Sarepta Therapeutics (NASDAQ: SRPT ) and its Duchenne muscular dystrophy, or DMD, treatment candidate eteplirsen suffered a major setback with a recent Food and Drug Administration decision declaring accelerated approval for eteplirsen a "premature" move.
At heart of concerns was the recent failure of Prosensa (NASDAQ: RNA ) and GlaxoSmithKline's (NYSE: GSK ) DMD treatment candidate drisapersen and a generally hazy picture about the appropriateness of the 6-minute walk test, or 6MWT, used to measure eteplirsen's effectiveness.
Sarepta shares tumbled 70% within hours of the announcement as investors scrambled to make sense of Sarepta's future.
While things appear bleak for now, the FDA's decision raises questions that may ultimately prove positive for investors looking to enter at a more attractive price point given eteplirsen's continued, potential long-term value.
The FDA letter concerning eteplirsen focused upon recent developments in DMD research. Most pointedly, the FDA noted that drisapersen, the recently failed Prosensa candidate, and PTC124, another dystrophin-producing DMD candidate, failed to produce improvements to patient 6MWT results.
The obvious concern here being that eteplirsen, a chemical cousin of drisapersen which also treats DMD by increasing dystrophin, simply doesn't work or perhaps dystrophin is not a valid measurement of DMD treatment.

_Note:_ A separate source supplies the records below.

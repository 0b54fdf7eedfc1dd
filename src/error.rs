use thiserror::Error;

use crate::runner::context::ContextField;

/// Every way a single step can fail. None of these escape the step executor:
/// they are folded into a failed `StepResult`.
#[derive(Debug, Clone, Error, PartialEq)]
pub enum StepError {
    #[error("step '{step}' requires {field} but it is not set")]
    PreconditionUnmet { step: String, field: ContextField },

    #[error("{check} failed{}", .detail.as_deref().map(|d| format!(": {d}")).unwrap_or_default())]
    ValidationFailed {
        check: String,
        detail: Option<String>,
    },

    #[error("action failed: {0}")]
    ActionFailed(String),

    #[error("no available slot found after {attempts} attempts")]
    NoSlotAvailable { attempts: u32 },

    #[error("expected field '{field}' missing from response")]
    ExtractionFailed { field: String },
}

impl StepError {
    /// Label used for the validation entry that records this error.
    pub fn check_label(&self) -> &'static str {
        match self {
            StepError::PreconditionUnmet { .. } => "Preconditions Met",
            StepError::ValidationFailed { .. } => "Validation",
            StepError::ActionFailed(_) => "Action Completed",
            StepError::NoSlotAvailable { .. } => "Slot Available",
            StepError::ExtractionFailed { .. } => "Data Extracted",
        }
    }
}

#[derive(Debug, Error)]
pub enum ConfigError {
    #[error("missing required configuration value: {0}")]
    Missing(&'static str),

    #[error("invalid value for {field}: {reason}")]
    Invalid { field: &'static str, reason: String },

    #[error("failed to read config file {path}: {source}")]
    Read {
        path: String,
        #[source]
        source: std::io::Error,
    },

    #[error("failed to parse config file {path}: {source}")]
    Parse {
        path: String,
        #[source]
        source: serde_yaml::Error,
    },
}
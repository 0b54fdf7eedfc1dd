use std::collections::HashMap;
use tokio::sync::broadcast;

/// Workflow execution events for real-time console output
#[derive(Debug, Clone, PartialEq)]
pub enum RunEvent {
    RunStarted {
        suite: String,
        session_id: String,
        step_count: usize,
    },
    RunFinished {
        suite: String,
        passed: usize,
        failed: usize,
        skipped: usize,
        duration_ms: u64,
    },

    StepStarted {
        suite: String,
        index: u32,
        name: String,
        target: String,
    },
    StepPassed {
        suite: String,
        index: u32,
        duration_ms: u64,
    },
    StepFailed {
        suite: String,
        index: u32,
        error: String,
        duration_ms: u64,
    },
    StepSkipped {
        suite: String,
        index: u32,
        name: String,
        reason: String,
    },

    Log {
        suite: String,
        message: String,
    },
}

/// Event emitter for broadcasting run events
pub struct EventEmitter {
    sender: broadcast::Sender<RunEvent>,
}

impl EventEmitter {
    pub fn new() -> (Self, broadcast::Receiver<RunEvent>) {
        let (sender, receiver) = broadcast::channel(100);
        (Self { sender }, receiver)
    }

    pub fn emit(&self, event: RunEvent) {
        let _ = self.sender.send(event);
    }
}

impl Default for EventEmitter {
    fn default() -> Self {
        let (sender, _) = broadcast::channel(100);
        Self { sender }
    }
}

impl Clone for EventEmitter {
    fn clone(&self) -> Self {
        Self {
            sender: self.sender.clone(),
        }
    }
}

use indicatif::{MultiProgress, ProgressBar, ProgressStyle};
use std::time::Duration as StdDuration;

/// Console event listener for printing real-time updates
pub struct ConsoleEventListener;

impl ConsoleEventListener {
    pub async fn listen(mut receiver: broadcast::Receiver<RunEvent>) {
        use colored::Colorize;
        use indicatif::ProgressDrawTarget;
        use std::io::IsTerminal;

        // Hidden draw target when piped, to keep escape codes out of CI logs
        let multi = if std::io::stdout().is_terminal() {
            MultiProgress::new()
        } else {
            MultiProgress::with_draw_target(ProgressDrawTarget::hidden())
        };

        // One running step per suite
        let mut spinners: HashMap<String, (ProgressBar, String)> = HashMap::new();

        loop {
            let event = match receiver.recv().await {
                Ok(event) => event,
                Err(broadcast::error::RecvError::Lagged(_)) => continue,
                Err(broadcast::error::RecvError::Closed) => break,
            };

            match event {
                RunEvent::RunStarted {
                    suite,
                    session_id,
                    step_count,
                } => {
                    multi
                        .println(format!(
                            "\n{} [{}] run started: {} ({} steps)",
                            "▶".green().bold(),
                            suite.cyan(),
                            session_id.dimmed(),
                            step_count
                        ))
                        .ok();
                }

                RunEvent::RunFinished {
                    suite,
                    passed,
                    failed,
                    skipped,
                    duration_ms,
                } => {
                    if let Some((pb, _)) = spinners.remove(&suite) {
                        pb.finish();
                    }
                    println!("\n{} [{}] run finished", "■".blue().bold(), suite.cyan());
                    println!(
                        "  {} passed, {} failed, {} skipped",
                        passed.to_string().green(),
                        failed.to_string().red(),
                        skipped.to_string().yellow()
                    );
                    println!("  Duration: {}ms", duration_ms);
                }

                RunEvent::StepStarted {
                    suite,
                    index,
                    name,
                    target,
                } => {
                    let pb = multi.add(ProgressBar::new_spinner());
                    let style = ProgressStyle::default_spinner()
                        .tick_chars("⠋⠙⠹⠸⠼⠴⠦⠧⠇⠏ ")
                        .template("    {spinner} {msg}")
                        .unwrap_or_else(|_| ProgressStyle::default_spinner());
                    pb.set_style(style);

                    let body = format!("[{}] Step {}: {} {}", suite, index, name, target.dimmed());
                    pb.set_message(format!("{}... ", body));
                    pb.enable_steady_tick(StdDuration::from_millis(100));

                    spinners.insert(suite, (pb, body));
                }

                RunEvent::StepPassed {
                    suite, duration_ms, ..
                } => {
                    if let Some((pb, body)) = spinners.remove(&suite) {
                        pb.finish_and_clear();
                        println!("    {} {} ({}ms)", "✓".green(), body, duration_ms);
                    }
                }

                RunEvent::StepFailed {
                    suite,
                    error,
                    duration_ms,
                    ..
                } => {
                    if let Some((pb, body)) = spinners.remove(&suite) {
                        pb.finish_and_clear();
                        println!("    {} {} ({}ms)", "✗".red(), body, duration_ms);
                    }
                    println!("        {}", error.red());
                }

                RunEvent::StepSkipped {
                    suite,
                    index,
                    name,
                    reason,
                } => {
                    println!(
                        "    {} [{}] Step {}: {} ({})",
                        "○".yellow(),
                        suite,
                        index,
                        name,
                        reason.dimmed()
                    );
                }

                RunEvent::Log { suite, message } => {
                    multi.println(format!("      [{}] {}", suite, message)).ok();
                }
            }
        }
    }
}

The 10 patients in the eteplirsen study all had starting 6MWT results either at or well above 350 meters. Two additional patients with starting 6MWT results lower than 350 meters were dropped early in the study when their muscular health was considered too poor to continue.

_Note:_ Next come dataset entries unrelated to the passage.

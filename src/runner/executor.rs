use log::{debug, warn};

use super::context::SessionContext;
use super::state::{Outcome, StepRecorder, StepResult, Validation};
use super::step::StepSpec;
use crate::driver::traits::{PlatformDriver, RawOutcome};
use crate::error::StepError;

/// Runs one step: precondition check, exactly one action, every validator,
/// then extraction into the session context.
///
/// Never returns an error. Anything that goes wrong ends up as a failed
/// validation in the returned `StepResult`.
pub struct StepExecutor<'a> {
    driver: &'a dyn PlatformDriver,
}

impl<'a> StepExecutor<'a> {
    pub fn new(driver: &'a dyn PlatformDriver) -> Self {
        Self { driver }
    }

    pub async fn execute(
        &self,
        step_index: u32,
        step: &StepSpec,
        ctx: &mut SessionContext,
    ) -> StepResult {
        let mut rec = StepRecorder::start(step_index, &step.name, &step.target, step.expected.clone());

        if let Some(field) = ctx.first_missing(&step.preconditions) {
            let err = StepError::PreconditionUnmet {
                step: step.name.clone(),
                field,
            };
            warn!("{}", err);
            record_error(&mut rec, &err);
            return rec.finish();
        }

        rec.input(step.input_snapshot(ctx));
        let request = step.build_request(ctx);
        debug!(
            "[{}] step {} -> {}",
            self.driver.platform_name(),
            step_index,
            request.describe()
        );

        let raw = match self.driver.perform(&request).await {
            Ok(raw) => raw,
            Err(e) => {
                let err = match e.downcast_ref::<StepError>() {
                    Some(step_err) => step_err.clone(),
                    None => StepError::ActionFailed(format!("{:#}", e)),
                };
                warn!("Step {} '{}' failed: {}", step_index, step.name, err);
                rec.actual(Outcome::Success(false));
                record_error(&mut rec, &err);
                self.capture(step_index, step).await;
                return rec.finish();
            }
        };

        rec.actual(actual_outcome(&raw));
        let mut validations = step.run_validators(&raw, ctx);
        if validations.is_empty() {
            validations.push(Validation::pass("Action Completed"));
        }
        let failure = first_failure(&validations);
        for validation in validations {
            rec.validation(validation);
        }

        match failure {
            Some(failure) => rec.error(failure),
            None => match step.run_extractor(&raw, ctx) {
                Some(Ok(update)) => {
                    ctx.apply(&update);
                    rec.validation(Validation::pass("Data Extracted"));
                    rec.extracted(update.snapshot);
                }
                Some(Err(err)) => {
                    warn!("Step {} '{}': {}", step_index, step.name, err);
                    record_error(&mut rec, &err);
                }
                None => {}
            },
        }

        let result = rec.finish();
        if !result.passed() {
            self.capture(step_index, step).await;
        }
        result
    }

    async fn capture(&self, step_index: u32, step: &StepSpec) {
        let label = format!("step{}_{}", step_index, step.name.replace(' ', "_"));
        match self.driver.capture_failure(&label).await {
            Ok(Some(path)) => debug!("Saved failure capture to {}", path),
            Ok(None) => {}
            Err(e) => debug!("Failure capture unavailable: {:#}", e),
        }
    }
}

fn actual_outcome(raw: &RawOutcome) -> Outcome {
    match raw.status_code {
        Some(code) => Outcome::Status(code),
        None => Outcome::Success(raw.success),
    }
}

fn record_error(rec: &mut StepRecorder, err: &StepError) {
    let detail = match err {
        StepError::ValidationFailed {
            detail: Some(detail),
            ..
        } => detail.clone(),
        other => other.to_string(),
    };
    rec.validation(Validation::fail(err.check_label(), detail));
    rec.error(err.to_string());
}

fn first_failure(validations: &[Validation]) -> Option<String> {
    validations.iter().find(|v| !v.passed).map(|v| {
        StepError::ValidationFailed {
            check: v.check.clone(),
            detail: v.detail.clone(),
        }
        .to_string()
    })
}

#[cfg(test)]
mod tests {
    use super::*;
    use crate::driver::mock::{sample_context, MockDriver};
    use crate::driver::traits::{ActionRequest, ApiRequest};
    use crate::runner::context::{ContextField, ContextUpdate};
    use crate::runner::state::StepStatus;
    use crate::runner::step::checks;
    use serde_json::json;

    fn token_step() -> StepSpec {
        StepSpec::new("Provider Login", "POST /login", |_| {
            ActionRequest::Api(ApiRequest::new("POST", "/login"))
        })
        .expect(Outcome::Status(200))
        .validate(checks::status(Outcome::Status(200)))
        .extract(|raw, _| {
            let token = raw
                .str_field("data.access_token")
                .ok_or_else(|| StepError::ExtractionFailed {
                    field: "data.access_token".into(),
                })?;
            Ok(ContextUpdate::new()
                .set(ContextField::AccessToken, token)
                .note("tokenLength", token.len()))
        })
    }

    #[tokio::test]
    async fn test_unmet_precondition_skips_action() {
        let driver = MockDriver::new();
        let mut ctx = sample_context();
        let step = StepSpec::new("Add Provider", "POST /provider", |_| {
            ActionRequest::Api(ApiRequest::new("POST", "/provider"))
        })
        .requires(ContextField::AccessToken)
        .validate(checks::status(Outcome::Status(201)));

        let result = StepExecutor::new(&driver).execute(2, &step, &mut ctx).await;

        assert_eq!(result.status, StepStatus::Failed);
        assert_eq!(result.actual_outcome, Outcome::NotAttempted);
        assert_eq!(result.validations[0].check, "Preconditions Met");
        assert!(result.error.unwrap().contains("requires accessToken"));
        assert_eq!(driver.call_count(), 0);
    }

    #[tokio::test]
    async fn test_success_applies_extraction() {
        let driver = MockDriver::new();
        driver.respond(200, json!({"data": {"access_token": "t".repeat(1200)}}));
        let mut ctx = sample_context();

        let result = StepExecutor::new(&driver)
            .execute(1, &token_step(), &mut ctx)
            .await;

        assert_eq!(result.status, StepStatus::Passed);
        assert_eq!(result.actual_outcome, Outcome::Status(200));
        assert_eq!(result.validations.len(), 2);
        assert_eq!(result.validations[1].check, "Data Extracted");
        assert_eq!(ctx.access_token.as_ref().map(String::len), Some(1200));
        assert_eq!(
            result.extracted_snapshot.unwrap().get("tokenLength").map(String::as_str),
            Some("1200")
        );
        assert_eq!(driver.call_count(), 1);
    }

    #[tokio::test]
    async fn test_missing_field_is_failed_validation() {
        let driver = MockDriver::new();
        driver.respond(200, json!({"data": {}}));
        let mut ctx = sample_context();

        let result = StepExecutor::new(&driver)
            .execute(1, &token_step(), &mut ctx)
            .await;

        assert_eq!(result.status, StepStatus::Failed);
        assert!(result.validations[0].passed);
        assert_eq!(result.validations[1].check, "Data Extracted");
        assert!(!result.validations[1].passed);
        assert!(ctx.access_token.is_none());
    }

    #[tokio::test]
    async fn test_all_validators_run_after_failure() {
        let driver = MockDriver::new();
        driver.respond(500, json!({"message": "boom"}));
        let mut ctx = sample_context();
        let step = StepSpec::new("Add Provider", "POST /provider", |_| {
            ActionRequest::Api(ApiRequest::new("POST", "/provider"))
        })
        .validate(checks::status(Outcome::Status(201)))
        .validate(checks::message(|_| "Provider created successfully.".to_string()))
        .validate(|_, _| Validation::pass("Always"));

        let result = StepExecutor::new(&driver).execute(2, &step, &mut ctx).await;

        assert_eq!(result.status, StepStatus::Failed);
        assert_eq!(result.validations.len(), 3);
        assert!(!result.validations[0].passed);
        assert!(!result.validations[1].passed);
        assert!(result.validations[2].passed);
        assert!(result.error.unwrap().starts_with("Status Code 201 failed"));
    }

    #[tokio::test]
    async fn test_transport_error_becomes_data() {
        let driver = MockDriver::new();
        driver.fail("connection refused");
        let mut ctx = sample_context();

        let result = StepExecutor::new(&driver)
            .execute(1, &token_step(), &mut ctx)
            .await;

        assert_eq!(result.status, StepStatus::Failed);
        assert_eq!(result.actual_outcome, Outcome::Success(false));
        assert_eq!(result.validations.len(), 1);
        assert_eq!(result.validations[0].check, "Action Completed");
        assert!(result.validations[0]
            .detail
            .as_deref()
            .unwrap()
            .contains("connection refused"));
    }

    #[tokio::test]
    async fn test_step_without_validators_passes_on_completed_action() {
        let driver = MockDriver::new();
        driver.respond(200, json!({}));
        let mut ctx = sample_context();
        let step = StepSpec::new("Ping", "GET /health", |_| {
            ActionRequest::Api(ApiRequest::new("GET", "/health"))
        });

        let result = StepExecutor::new(&driver).execute(1, &step, &mut ctx).await;

        assert_eq!(result.status, StepStatus::Passed);
        assert_eq!(result.actual_outcome, Outcome::Status(200));
        assert_eq!(result.validations.len(), 1);
        assert_eq!(result.validations[0].check, "Action Completed");
        assert!(result.validations[0].passed);
        assert_eq!(driver.call_count(), 1);
    }

    #[tokio::test]
    async fn test_no_slot_error_keeps_its_kind() {
        let driver = MockDriver::new();
        driver.fail_with(StepError::NoSlotAvailable { attempts: 30 });
        let mut ctx = sample_context();
        let step = StepSpec::new("Book Appointment", "book", |_| {
            ActionRequest::Api(ApiRequest::new("POST", "/appointment"))
        })
        .validate(checks::completed("Booked"));

        let result = StepExecutor::new(&driver).execute(5, &step, &mut ctx).await;

        assert_eq!(result.status, StepStatus::Failed);
        assert_eq!(result.validations[0].check, "Slot Available");
        assert_eq!(
            result.error.as_deref(),
            Some("no available slot found after 30 attempts")
        );
    }
}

In light of these findings, the FDA has recommended Sarepta undertake a larger-scale phase 3 eteplirsen study prior to seeking approval. This effectively dashes Sarepta's hopes for an accelerated approval.
What didn't go wrong?
It's worth noting that FDA did not challenge the actual validity of the 6MWT used by Sarepta and actually supported its use in future eteplirsen trials.
In fact, the study cited by regulators for concerns about the 350 meter result cutoff concluded that 6MWT results hold "clinical meaningfulness" for patients with DMD. This alleviates concerns that the FDA would not accept surrogate endpoints for DMD patients in light of developments in other clinical arenas.
Additionally, the FDA did not find any direct issues with the two "sicker" patients that were dropped at the beginning of the eteplirsen study.
The practice of refining data to focus on less-advanced patients is fairly commonplace in clinical trials, a point indirectly supported by the FDA's letter, which noted that these types of patients would be poor candidates for future trials. Sarepta critics have consistently pointed to these two patients as examples of mismanagement of trial data on the part of Sarepta researchers -- a point that has fallen a little flat in light of the FDA's response.
The recent regulatory decision is definitely a major setback for Sarepta and DMD patients who are in dire need of better treatments. Optimistic timelines, as estimated by Sarepta executives, places the earliest date for a phase 3 trial start somewhere in the middle of 2014. Assuming everything goes smoothly, it looks like eteplirsen may not be on the market until 2016 or later.
That being said, the FDA did not make any comments about whether eteplirsen may ultimately translate into success where other drugs have failed.
Early eteplirsen results may still prove to be groundbreaking later on. However, based on the FDA's call for a larger trial, answers about eteplirsen's real value will need to wait for a while longer.